Se non si dovesse trovare un accordo con ArcelorMittal, l’Ilva tornerà ai commissari straordinari, quindi allo Stato e si andrà per vie legali in quella che Conte già chiama “La battaglia del secolo”. Se poi non si dovessero trovare nuovi acquirenti, la nazionalizzazione diventerebbe assai probabile.

Il Ministro delle Infrastrutture Paola De Micheli conferma che l’ipotesi di un intervento dello Stato non è da escludere: “Siamo pronti a tutto per garantire la continuità aziendale di Ilva e soprattutto per non realizzare lo scellerato piano di licenziare più di 5 mila persone”.

Questa è la linea del Governo: sì al dialogo con ArcelorMittal, ma niente ridiscussione del piano industriale, niente riduzione della produzione e niente 5mila esuberi. Al Mise sarebbero disponibili a mettere sul piatto un raddoppio delle casse integrazioni, da 1.200 a 2.500 persone, ma non a discutere un solo licenziamento.

Da Maurizio Landini, segretario generale della Cgil, arriva la richiesta al Governo di “mettere sul piatto la disponibilità ad entrare nella proprietà, attraverso Cdp”.

Lo stabilimento Ilva è un sito fondamentale per l'intero tessuto industriale italiano e per questo va difeso.

Con l’Unione Europea e l’austerità venne lo Stato minimo secondo i principi neoliberisti. Arrivarono così le privatizzazioni che investirono appieno l’Ilva, passata al gruppo Riva. Era il 1995. Il resto è una storia durata sette anni e della quale, dopo il commissariamento del 2012, non si intravede ancora via d’uscita.

A questo punto, per evitare ulteriori complicazioni, rimane solo una possibilità sul tavolo: la nazionalizzazione.

Non parliamo, infatti, di una piccola realtà familiare, ma dello stabilimento siderurgico più grande d’Europa. Quasi un residuato di archeologia, stante la deindustrializzazione cui siamo soggetti da decenni, che però ha ancora capacità produttive notevoli. Ben 11 milioni di tonnellate di acciaio l’anno, oggi ridotte alla metà. Un fatturato miliardario, più di 8mila dipendenti e almeno altrettanti nell’indotto. Cifre da capogiro che in caso di chiusura costerebbero all’Italia, stando ad un’analisi condotta pochi anni fa dallo Svimez, tra gli 1 e i 2 punti di Pil.

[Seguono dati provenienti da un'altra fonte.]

//! Dead-letter envelope
//!
//! Structured text written to the dead-letter queue when a message fails
//! any pipeline stage. Carries the original payload verbatim so operators
//! can replay it.

use chrono::{DateTime, Utc};
use serde::{Deserialize, Serialize};

/// Envelope written to the dead-letter queue
#[derive(Debug, Clone, PartialEq, Serialize, Deserialize)]
#[serde(rename_all = "camelCase")]
pub struct DeadLetterEnvelope {
    /// Stage-level reason, e.g. "Parsing failed"
    pub error_reason: String,
    /// Detailed error text
    pub error_message: String,
    #[serde(skip_serializing_if = "Option::is_none")]
    pub error_stack_trace: Option<String>,
    /// ISO-8601 UTC
    pub failed_at: DateTime<Utc>,
    /// Raw payload exactly as consumed from the input queue
    pub original_message: String,
}

impl DeadLetterEnvelope {
    pub fn new(error_reason: &str, error_message: &str, original_message: &str) -> Self {
        Self {
            error_reason: error_reason.to_string(),
            error_message: error_message.to_string(),
            error_stack_trace: None,
            failed_at: Utc::now(),
            original_message: original_message.to_string(),
        }
    }

    pub fn to_json(&self) -> String {
        // A struct of strings and a timestamp cannot fail to serialize
        serde_json::to_string(self).unwrap_or_default()
    }

    pub fn from_json(text: &str) -> Result<Self, serde_json::Error> {
        serde_json::from_str(text)
    }
}
//! Processor configuration
//!
//! One JSON document read at start-up, with serde-supplied defaults for
//! every setting. Validation applies the documented ranges; a violation is
//! fatal at start-up.

use serde::{Deserialize, Serialize};
use std::path::Path;

use crate::errors::ConfigError;
use crate::queue::QueueNames;

/// Environment variable naming the configuration file
pub const CONFIG_PATH_ENV: &str = "SWIFT_PROCESSOR_CONFIG";

#[derive(Debug, Clone, PartialEq, Serialize, Deserialize)]
#[serde(rename_all = "camelCase", default)]
pub struct DatabaseSettings {
    /// "memory" today; the repository seam admits external providers
    pub provider: String,
    pub connection_string: String,
}

impl Default for DatabaseSettings {
    fn default() -> Self {
        Self {
            provider: "memory".to_string(),
            connection_string: String::new(),
        }
    }
}

#[derive(Debug, Clone, Copy, PartialEq, Eq, Serialize, Deserialize)]
pub enum QueueProvider {
    InMemory,
    HttpBroker,
}

#[derive(Debug, Clone, PartialEq, Serialize, Deserialize)]
#[serde(rename_all = "camelCase", default)]
pub struct QueueSettings {
    pub provider: QueueProvider,
    /// Required when the provider is HttpBroker
    pub broker_url: Option<String>,
    pub input_queue: String,
    pub completed_queue: String,
    pub dead_letter_queue: String,
    /// Long-poll window for broker receives
    pub receive_wait_seconds: u64,
    /// Visibility interval the broker applies to received messages
    pub visibility_timeout_seconds: u64,
}

impl Default for QueueSettings {
    fn default() -> Self {
        let names = QueueNames::default();
        Self {
            provider: QueueProvider::InMemory,
            broker_url: None,
            input_queue: names.input,
            completed_queue: names.completed,
            dead_letter_queue: names.dead_letter,
            receive_wait_seconds: 10,
            visibility_timeout_seconds: 30,
        }
    }
}

impl QueueSettings {
    pub fn queue_names(&self) -> QueueNames {
        QueueNames {
            input: self.input_queue.clone(),
            completed: self.completed_queue.clone(),
            dead_letter: self.dead_letter_queue.clone(),
        }
    }
}

#[derive(Debug, Clone, PartialEq, Serialize, Deserialize)]
#[serde(rename_all = "camelCase", default)]
pub struct ProcessingSettings {
    pub max_concurrent_messages: u32,
    pub message_processing_timeout_seconds: u64,
    pub retry_attempts: u32,
    pub retry_delay_seconds: u64,
    pub queue_polling_interval_milliseconds: u64,
}

impl Default for ProcessingSettings {
    fn default() -> Self {
        Self {
            max_concurrent_messages: 1,
            message_processing_timeout_seconds: 60,
            retry_attempts: 3,
            retry_delay_seconds: 5,
            queue_polling_interval_milliseconds: 1000,
        }
    }
}

#[derive(Debug, Clone, PartialEq, Serialize, Deserialize)]
#[serde(rename_all = "camelCase", default)]
pub struct CommunicationSettings {
    pub communication_directory: String,
    pub status_update_interval_seconds: u64,
    pub command_timeout_seconds: u64,
}

impl Default for CommunicationSettings {
    fn default() -> Self {
        Self {
            communication_directory: "./comm".to_string(),
            status_update_interval_seconds: 5,
            command_timeout_seconds: 30,
        }
    }
}

#[derive(Debug, Clone, PartialEq, Serialize, Deserialize)]
#[serde(rename_all = "camelCase", default)]
pub struct TestModeSettings {
    pub enabled: bool,
    pub generation_interval_seconds: u64,
    /// 0..=100; share of generated messages that are valid
    pub valid_message_percentage: u8,
    pub batch_size: u32,
}

impl Default for TestModeSettings {
    fn default() -> Self {
        Self {
            enabled: false,
            generation_interval_seconds: 10,
            valid_message_percentage: 80,
            batch_size: 1,
        }
    }
}

#[derive(Debug, Clone, PartialEq, Default, Serialize, Deserialize)]
#[serde(rename_all = "camelCase", default)]
pub struct SanctionsSettings {
    /// Keyword set for the default substring screener
    pub keywords: Vec<String>,
}

/// Root configuration document
#[derive(Debug, Clone, PartialEq, Default, Serialize, Deserialize)]
#[serde(rename_all = "camelCase", default)]
pub struct AppConfig {
    pub database: DatabaseSettings,
    pub queue: QueueSettings,
    pub processing: ProcessingSettings,
    pub communication: CommunicationSettings,
    pub test_mode: TestModeSettings,
    pub sanctions: SanctionsSettings,
}

impl AppConfig {
    /// Read and validate a configuration file
    pub fn load(path: &Path) -> Result<Self, ConfigError> {
        let content = std::fs::read_to_string(path).map_err(|e| ConfigError::Unreadable {
            path: path.display().to_string(),
            message: e.to_string(),
        })?;
        let config: AppConfig =
            serde_json::from_str(&content).map_err(|e| ConfigError::Unreadable {
                path: path.display().to_string(),
                message: e.to_string(),
            })?;
        config.validate()?;
        Ok(config)
    }

    /// Resolve the config from `SWIFT_PROCESSOR_CONFIG` or an explicit
    /// path argument; defaults apply when neither names a file
    pub fn resolve(arg: Option<&str>) -> Result<Self, ConfigError> {
        if let Some(path) = arg {
            return Self::load(Path::new(path));
        }
        if let Ok(path) = std::env::var(CONFIG_PATH_ENV) {
            return Self::load(Path::new(&path));
        }
        let config = AppConfig::default();
        config.validate()?;
        Ok(config)
    }

    /// Apply the documented setting constraints
    pub fn validate(&self) -> Result<(), ConfigError> {
        if self.queue.provider == QueueProvider::HttpBroker
            && self
                .queue
                .broker_url
                .as_deref()
                .map(str::trim)
                .unwrap_or("")
                .is_empty()
        {
            return Err(ConfigError::MissingSetting {
                setting: "queue.brokerUrl".to_string(),
            });
        }
        for (setting, name) in [
            (&self.queue.input_queue, "queue.inputQueue"),
            (&self.queue.completed_queue, "queue.completedQueue"),
            (&self.queue.dead_letter_queue, "queue.deadLetterQueue"),
        ] {
            if setting.trim().is_empty() {
                return Err(ConfigError::MissingSetting {
                    setting: name.to_string(),
                });
            }
        }
        if self.processing.max_concurrent_messages == 0 {
            return Err(ConfigError::invalid_value(
                "processing.maxConcurrentMessages",
                "must be at least 1",
            ));
        }
        if self.processing.retry_attempts == 0 {
            return Err(ConfigError::invalid_value(
                "processing.retryAttempts",
                "must be at least 1",
            ));
        }
        if self.processing.message_processing_timeout_seconds == 0 {
            return Err(ConfigError::invalid_value(
                "processing.messageProcessingTimeoutSeconds",
                "must be at least 1",
            ));
        }
        if self.processing.queue_polling_interval_milliseconds == 0 {
            return Err(ConfigError::invalid_value(
                "processing.queuePollingIntervalMilliseconds",
                "must be at least 1",
            ));
        }
        if self.communication.communication_directory.trim().is_empty() {
            return Err(ConfigError::MissingSetting {
                setting: "communication.communicationDirectory".to_string(),
            });
        }
        if self.communication.status_update_interval_seconds == 0 {
            return Err(ConfigError::invalid_value(
                "communication.statusUpdateIntervalSeconds",
                "must be at least 1",
            ));
        }
        if self.test_mode.valid_message_percentage > 100 {
            return Err(ConfigError::invalid_value(
                "testMode.validMessagePercentage",
                "must be between 0 and 100",
            ));
        }
        if self.test_mode.batch_size == 0 {
            return Err(ConfigError::invalid_value(
                "testMode.batchSize",
                "must be at least 1",
            ));
        }
        Ok(())
    }
}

Secondo molti osservatori, tuttavia, lo Stato non ha alcuna possibilità di entrare nell’azionariato dell’Ilva, perché una simile azione verrebbe considerata dalla Commissione Europea un aiuto di Stato e comporterebbe multe elevate per l’Italia, tuttavia, molte nazionalizzazioni sono state approvate da Bruxelles con riferimento ad importanti aziende francesi e tedesche. Dunque, adesso è giusto che anche l’Italia possa beneficiare degli stessi vantaggi concessi agli altri membri dell’Unione.